Her career spans over a decade of leadership across Ukraine’s public, civil society, and international development sectors. At Kyiv-Mohyla Business School, she served as Director of Programs and Deputy Head of the Strategic Office, where she designed and led partnership ecosystems involving international organisations, donors, embassies, government officials, business, and civil society — and co-organised a strategic military-diplomatic game with nine partner embassies and Ukraine’s security and defence institutions. At Crown Agents Ukraine, she managed multi-donor projects in health, education, and social protection (FCDO, UBS, DEC, HelpAge International, Pfizer), building a humanitarian NGO ecosystem of 42 organisations. At the National Institute for Strategic Studies, she headed the Strategic Partnerships Department, managing diplomatic relations with the Office of the President, the Verkhovna Rada, the Cabinet of Ministers, and international think tanks including CSIS, RAND, and GCSP. At Mohyla Strategy Agency, she earlier developed business ecosystem methodologies for the transformation of state institutions, NGOs, and businesses.
Her expertise spans soft power, national competitiveness, security and defence sector reform, social cohesion, and strategic partnership development across government, international donor, and civil society environments.

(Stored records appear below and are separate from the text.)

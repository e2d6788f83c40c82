//! Route handlers.
//!
//! Handlers validate input, resolve the owner from the bearer token and
//! delegate to the auth service or the task access coordinator.

use axum::extract::rejection::JsonRejection;
use axum::extract::{Path, State};
use axum::http::StatusCode;
use axum::response::Json;
use std::sync::Arc;
use uuid::Uuid;

use super::dto::{
    CreateTaskRequest, CredentialsRequest, LoginResponse, MessageResponse, RegisterResponse,
    UpdateTaskRequest,
};
use super::error::ApiError;
use super::extract::AuthenticatedOwner;
use super::server::AppState;
use crate::domain::models::{NewTask, Task, TaskPatch};

type ApiResult<T> = Result<T, ApiError>;

pub async fn health_check() -> &'static str {
    "OK"
}

pub async fn register(
    State(state): State<Arc<AppState>>,
    payload: Result<Json<CredentialsRequest>, JsonRejection>,
) -> ApiResult<(StatusCode, Json<RegisterResponse>)> {
    let Json(req) = payload?;
    let user = state.auth.register(&req.email, &req.password).await?;

    Ok((
        StatusCode::CREATED,
        Json(RegisterResponse {
            message: "User registered successfully".to_string(),
            user,
        }),
    ))
}

pub async fn login(
    State(state): State<Arc<AppState>>,
    payload: Result<Json<CredentialsRequest>, JsonRejection>,
) -> ApiResult<Json<LoginResponse>> {
    let Json(req) = payload?;
    let token = state.auth.login(&req.email, &req.password).await?;

    Ok(Json(LoginResponse {
        message: "Login successful".to_string(),
        token,
    }))
}

pub async fn list_tasks(
    State(state): State<Arc<AppState>>,
    AuthenticatedOwner(owner_id): AuthenticatedOwner,
) -> ApiResult<Json<Vec<Task>>> {
    Ok(Json(state.tasks.list_tasks(owner_id).await?))
}

pub async fn create_task(
    State(state): State<Arc<AppState>>,
    AuthenticatedOwner(owner_id): AuthenticatedOwner,
    payload: Result<Json<CreateTaskRequest>, JsonRejection>,
) -> ApiResult<(StatusCode, Json<Task>)> {
    let Json(req) = payload?;
    let fields = NewTask::from(req);
    fields.validate()?;

    let task = state.tasks.create_task(owner_id, fields).await?;
    Ok((StatusCode::CREATED, Json(task)))
}

pub async fn get_task(
    State(state): State<Arc<AppState>>,
    AuthenticatedOwner(owner_id): AuthenticatedOwner,
    Path(id): Path<String>,
) -> ApiResult<Json<Task>> {
    let task_id = parse_task_id(&id)?;
    Ok(Json(state.tasks.get_task(owner_id, task_id).await?))
}

pub async fn update_task(
    State(state): State<Arc<AppState>>,
    AuthenticatedOwner(owner_id): AuthenticatedOwner,
    Path(id): Path<String>,
    payload: Result<Json<UpdateTaskRequest>, JsonRejection>,
) -> ApiResult<Json<Task>> {
    let task_id = parse_task_id(&id)?;
    let Json(req) = payload?;
    let patch = TaskPatch::from(req);
    patch.validate()?;

    Ok(Json(state.tasks.update_task(owner_id, task_id, patch).await?))
}

pub async fn delete_task(
    State(state): State<Arc<AppState>>,
    AuthenticatedOwner(owner_id): AuthenticatedOwner,
    Path(id): Path<String>,
) -> ApiResult<Json<MessageResponse>> {
    let task_id = parse_task_id(&id)?;
    state.tasks.delete_task(owner_id, task_id).await?;
    Ok(Json(MessageResponse::new("Task deleted successfully")))
}

pub async fn clear_cache(
    State(state): State<Arc<AppState>>,
    AuthenticatedOwner(owner_id): AuthenticatedOwner,
) -> ApiResult<Json<MessageResponse>> {
    state.tasks.clear_cache(owner_id).await?;
    Ok(Json(MessageResponse::new("Cache cleared successfully")))
}

/// An id that is not a UUID cannot name any task.
fn parse_task_id(raw: &str) -> ApiResult<Uuid> {
    Uuid::parse_str(raw).map_err(|_| ApiError::task_not_found())
}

Youth Development as the Basis of National Resilience System in Ukraine
Susan Branje, Dylan Gee, Emily R.D. Murphy, Valentyna Piontkovska, Halyna Pyryn 12/06/2026
The world is entering a period of prolonged instability: geopolitical confrontation, technological acceleration, demographic pressure, information manipulation, social fragmentation and declining institutional trust. These dynamics are no longer external to youth development. They are becoming the environment in which development takes place. …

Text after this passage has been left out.